** RECORDS FOR PROCESSING follows **

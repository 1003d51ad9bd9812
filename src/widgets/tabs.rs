use ratatui::prelude::*;
use ratatui::widgets::{Block, Borders, Tabs};

use crate::ui::{AppState, View};

pub const VIEWS: [View; 2] = [View::Profile, View::SignUp];

/// Maps F1/F2 to a screen.
pub fn view_for_function_key(n: u8) -> Option<View> {
    VIEWS.get(usize::from(n).checked_sub(1)?).copied()
}

pub fn next_view(current: View) -> View {
    match current {
        View::Profile => View::SignUp,
        View::SignUp => View::Profile,
    }
}

pub fn draw_tabs(f: &mut Frame, area: Rect, state: &AppState) {
    let theme = &state.theme;
    let current = VIEWS.iter().position(|v| *v == state.view).unwrap_or(0);
    let titles: Vec<Line> = VIEWS
        .iter()
        .enumerate()
        .map(|(i, view)| {
            let (key_style, text_style) = if i == current {
                (
                    Style::default()
                        .fg(theme.accent)
                        .add_modifier(Modifier::BOLD),
                    Style::default()
                        .fg(theme.selected)
                        .add_modifier(Modifier::BOLD),
                )
            } else {
                (
                    Style::default().fg(theme.muted),
                    Style::default().fg(theme.muted),
                )
            };
            Line::from(vec![
                Span::styled("[", Style::default().fg(theme.frame)),
                Span::styled(format!("F{}", i + 1), key_style),
                Span::styled("]", Style::default().fg(theme.frame)),
                Span::raw(" "),
                Span::styled(view.as_str(), text_style),
            ])
        })
        .collect();

    let tabs = Tabs::new(titles)
        .select(current)
        .style(Style::default().fg(theme.fg))
        .divider(Span::styled(" │ ", Style::default().fg(theme.frame)));
    let block = Block::default()
        .borders(Borders::BOTTOM)
        .title_top(
            Line::from(Span::styled(
                state.config.title.clone(),
                Style::default().fg(theme.accent),
            ))
            .right_aligned(),
        )
        .border_style(Style::default().fg(theme.frame));
    f.render_widget(tabs.block(block), area);
}
use super::error::SchemaError;
use serde::Deserialize;
use std::collections::HashSet;

/// Input kind of a field. `options` only exists for selects.
#[derive(Clone, Debug, PartialEq, Eq, Deserialize)]
#[serde(tag = "type", rename_all = "lowercase")]
pub enum FieldKind {
    Text,
    Email,
    Password,
    Select { options: Vec<String> },
}

impl FieldKind {
    pub fn is_text_like(&self) -> bool {
        !matches!(self, FieldKind::Select { .. })
    }

    pub fn options(&self) -> &[String] {
        match self {
            FieldKind::Select { options } => options,
            _ => &[],
        }
    }

    /// Value a field of this kind holds before any input and after `clear`.
    pub fn empty_value(&self) -> Option<String> {
        if self.is_text_like() {
            Some(String::new())
        } else {
            None
        }
    }

    /// Text-like kinds never hold `None`; an absent value becomes `""`.
    pub fn coerce(&self, value: Option<String>) -> Option<String> {
        if self.is_text_like() {
            Some(value.unwrap_or_default())
        } else {
            value
        }
    }

    // Whitespace-only text counts as present: no trimming here.
    pub fn satisfies_required(&self, value: Option<&str>) -> bool {
        match self {
            FieldKind::Select { .. } => value.is_some(),
            _ => value.is_some_and(|v| !v.is_empty()),
        }
    }
}

#[derive(Clone, Debug, PartialEq, Eq, Deserialize)]
pub struct FieldDescriptor {
    pub name: String,
    pub label: String,
    #[serde(default)]
    pub required: bool,
    #[serde(default)]
    pub placeholder: Option<String>,
    /// Longest accepted input, in chars. Ignored for selects.
    #[serde(default)]
    pub max: Option<usize>,
    #[serde(flatten)]
    pub kind: FieldKind,
}

impl FieldDescriptor {
    pub fn new(name: impl Into<String>, label: impl Into<String>, kind: FieldKind) -> Self {
        Self {
            name: name.into(),
            label: label.into(),
            required: false,
            placeholder: None,
            max: None,
            kind,
        }
    }

    pub fn text(name: impl Into<String>, label: impl Into<String>) -> Self {
        Self::new(name, label, FieldKind::Text)
    }

    pub fn email(name: impl Into<String>, label: impl Into<String>) -> Self {
        Self::new(name, label, FieldKind::Email)
    }

    pub fn password(name: impl Into<String>, label: impl Into<String>) -> Self {
        Self::new(name, label, FieldKind::Password)
    }

    pub fn select<I, S>(name: impl Into<String>, label: impl Into<String>, options: I) -> Self
    where
        I: IntoIterator<Item = S>,
        S: Into<String>,
    {
        let options = options.into_iter().map(Into::into).collect();
        Self::new(name, label, FieldKind::Select { options })
    }

    #[must_use]
    pub fn required(mut self) -> Self {
        self.required = true;
        self
    }

    #[must_use]
    pub fn placeholder(mut self, text: impl Into<String>) -> Self {
        self.placeholder = Some(text.into());
        self
    }

    #[must_use]
    pub fn max(mut self, chars: usize) -> Self {
        self.max = Some(chars);
        self
    }

    /// Whether a text-like field can take one more char.
    pub fn accepts_more(&self, current: &str) -> bool {
        self.max.map_or(true, |m| current.chars().count() < m)
    }
}

/// Ordered, checked list of field descriptors.
///
/// A form treats each `Arc<Schema>` as a distinct schema: handing it a
/// different `Arc` re-initializes all field values, even when the contents are
/// equal.
#[derive(Clone, Debug, Default, PartialEq, Eq)]
pub struct Schema {
    fields: Vec<FieldDescriptor>,
}

impl Schema {
    pub fn new(fields: Vec<FieldDescriptor>) -> Result<Self, SchemaError> {
        let mut seen: HashSet<&str> = HashSet::new();
        for fld in &fields {
            if !seen.insert(fld.name.as_str()) {
                return Err(SchemaError::DuplicateField(fld.name.clone()));
            }
            if let FieldKind::Select { options } = &fld.kind {
                if options.is_empty() {
                    return Err(SchemaError::EmptyOptions(fld.name.clone()));
                }
            }
        }
        Ok(Self { fields })
    }

    pub fn fields(&self) -> &[FieldDescriptor] {
        &self.fields
    }

    pub fn len(&self) -> usize {
        self.fields.len()
    }

    pub fn is_empty(&self) -> bool {
        self.fields.is_empty()
    }
}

** End of RECORDS FOR PROCESSING **

Read through the data above. Report each line that has the word "from".

    VIEWS.get(usize::from(n).checked_sub(1)?).copied()
            Line::from(vec![
            Line::from(Span::styled(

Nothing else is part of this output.